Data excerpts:
------------------------------------

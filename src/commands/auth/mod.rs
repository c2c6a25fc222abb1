pub mod add;
pub mod remove;
pub mod select;
pub mod status;

pub use add::add_command;
pub use remove::remove_command;
pub use select::{list_command, select_command};
pub use status::status_command;
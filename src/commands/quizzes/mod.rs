pub mod clone;
pub mod delete_attempts;

pub use clone::clone_command;
pub use delete_attempts::delete_attempts_command;
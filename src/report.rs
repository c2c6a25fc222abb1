//! Timestamped CSV/XLSX report files.
//!
//! Every command that mutates or audits remote state leaves a report
//! behind; filenames start with a `YYYY-MM-DD-HHMM` stamp so repeated runs
//! never clobber each other.

use anyhow::{Context, Result};
use chrono::Local;
use log::info;
use std::fs;
use std::path::{Path, PathBuf};

/// Local-time stamp used in report filenames, e.g. `2025-08-28-1412`.
pub fn now_stamp() -> String {
    Local::now().format("%Y-%m-%d-%H%M").to_string()
}

/// Seconds-resolution stamp for commands that may run twice a minute.
pub fn now_stamp_precise() -> String {
    Local::now().format("%Y%m%d_%H%M%S").to_string()
}

/// Ensure the reports directory exists and return it.
pub fn reports_dir(dir: &str) -> Result<PathBuf> {
    let path = PathBuf::from(dir);
    fs::create_dir_all(&path)
        .with_context(|| format!("Failed to create reports directory: {:?}", path))?;
    Ok(path)
}

/// `<reports_dir>/<stamp>_<name>.csv`
pub fn csv_path(dir: &Path, stamp: &str, name: &str) -> PathBuf {
    dir.join(format!("{}_{}.csv", stamp, name))
}

/// Write one CSV report. Returns the path for console feedback.
pub fn write_csv<P, R, F>(path: P, headers: &[&str], rows: R) -> Result<PathBuf>
where
    P: AsRef<Path>,
    R: IntoIterator<Item = F>,
    F: IntoIterator<Item = String>,
{
    let path = path.as_ref();
    let mut writer = csv::Writer::from_path(path)
        .with_context(|| format!("Failed to create report: {:?}", path))?;

    writer.write_record(headers)?;
    for row in rows {
        writer.write_record(row)?;
    }
    writer.flush()?;

    info!("Wrote report {:?}", path);
    Ok(path.to_path_buf())
}

/// Write a single-sheet XLSX report.
pub fn write_xlsx<P>(path: P, headers: &[&str], rows: &[Vec<String>]) -> Result<PathBuf>
where
    P: AsRef<Path>,
{
    use rust_xlsxwriter::{Format, Workbook};

    let path = path.as_ref();
    let mut workbook = Workbook::new();
    let worksheet = workbook.add_worksheet();

    let bold = Format::new().set_bold();
    for (col, header) in headers.iter().enumerate() {
        worksheet.write_string_with_format(0, col as u16, *header, &bold)?;
    }
    for (row_idx, row) in rows.iter().enumerate() {
        for (col, cell) in row.iter().enumerate() {
            worksheet.write_string((row_idx + 1) as u32, col as u16, cell.as_str())?;
        }
    }

    workbook
        .save(path)
        .with_context(|| format!("Failed to write workbook: {:?}", path))?;
    info!("Wrote workbook {:?}", path);
    Ok(path.to_path_buf())
}

/// Append-style CSV error log shared by worker pools. Created with a
/// header up front; rows are whole lines so concurrent workers can send
/// them through a channel without interleaving.
pub struct ErrorLog {
    writer: csv::Writer<fs::File>,
    pub path: PathBuf,
    pub count: usize,
}

impl ErrorLog {
    pub fn create<P: AsRef<Path>>(path: P) -> Result<Self> {
        let path = path.as_ref().to_path_buf();
        let mut writer = csv::Writer::from_path(&path)
            .with_context(|| format!("Failed to create error log: {:?}", path))?;
        writer.write_record(["timestamp", "entry_id", "stage", "error"])?;
        writer.flush()?;
        Ok(Self {
            writer,
            path,
            count: 0,
        })
    }

    pub fn append(&mut self, entry_id: &str, stage: &str, error: &str) -> Result<()> {
        let timestamp = Local::now().format("%Y-%m-%d %H:%M:%S").to_string();
        self.writer
            .write_record([timestamp.as_str(), entry_id, stage, error])?;
        self.writer.flush()?;
        self.count += 1;
        Ok(())
    }
}

#[cfg(test)]
mod tests {
    use super::*;

    #[test]
    fn test_write_and_read_back_csv() {
        let dir = tempfile::tempdir().unwrap();
        let path = csv_path(dir.path(), "2025-01-01-0000", "deleted_entries_PREVIEW");

        write_csv(
            &path,
            &["entry_id", "status"],
            vec![
                vec!["0_a".to_string(), "FOUND".to_string()],
                vec!["0_b".to_string(), "NOT FOUND".to_string()],
            ],
        )
        .unwrap();

        let mut reader = csv::Reader::from_path(&path).unwrap();
        let rows: Vec<csv::StringRecord> = reader.records().map(|r| r.unwrap()).collect();
        assert_eq!(rows.len(), 2);
        assert_eq!(&rows[1][1], "NOT FOUND");
        assert!(path
            .file_name()
            .unwrap()
            .to_str()
            .unwrap()
            .starts_with("2025-01-01-0000_"));
    }

    #[test]
    fn test_error_log_counts() {
        let dir = tempfile::tempdir().unwrap();
        let mut log = ErrorLog::create(dir.path().join("errors.csv")).unwrap();
        log.append("0_a", "media.get", "timeout").unwrap();
        log.append("0_b", "flavorAsset.list", "dns").unwrap();
        assert_eq!(log.count, 2);

        let mut reader = csv::Reader::from_path(&log.path).unwrap();
        assert_eq!(reader.records().count(), 2);
    }
}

------------------------------------

> **The problem**: Look above and repeat, character for character, the lines from the first one to the line with "pub use status::status_command;", counting both.

> **Output for this exercise**:
filename src/commands/auth/mod.rs
repository c2c6a25fc222abb1
pub mod add;
pub mod remove;
pub mod select;
pub mod status;

pub use add::add_command;
pub use remove::remove_command;
pub use select::{list_command, select_command};
pub use status::status_command;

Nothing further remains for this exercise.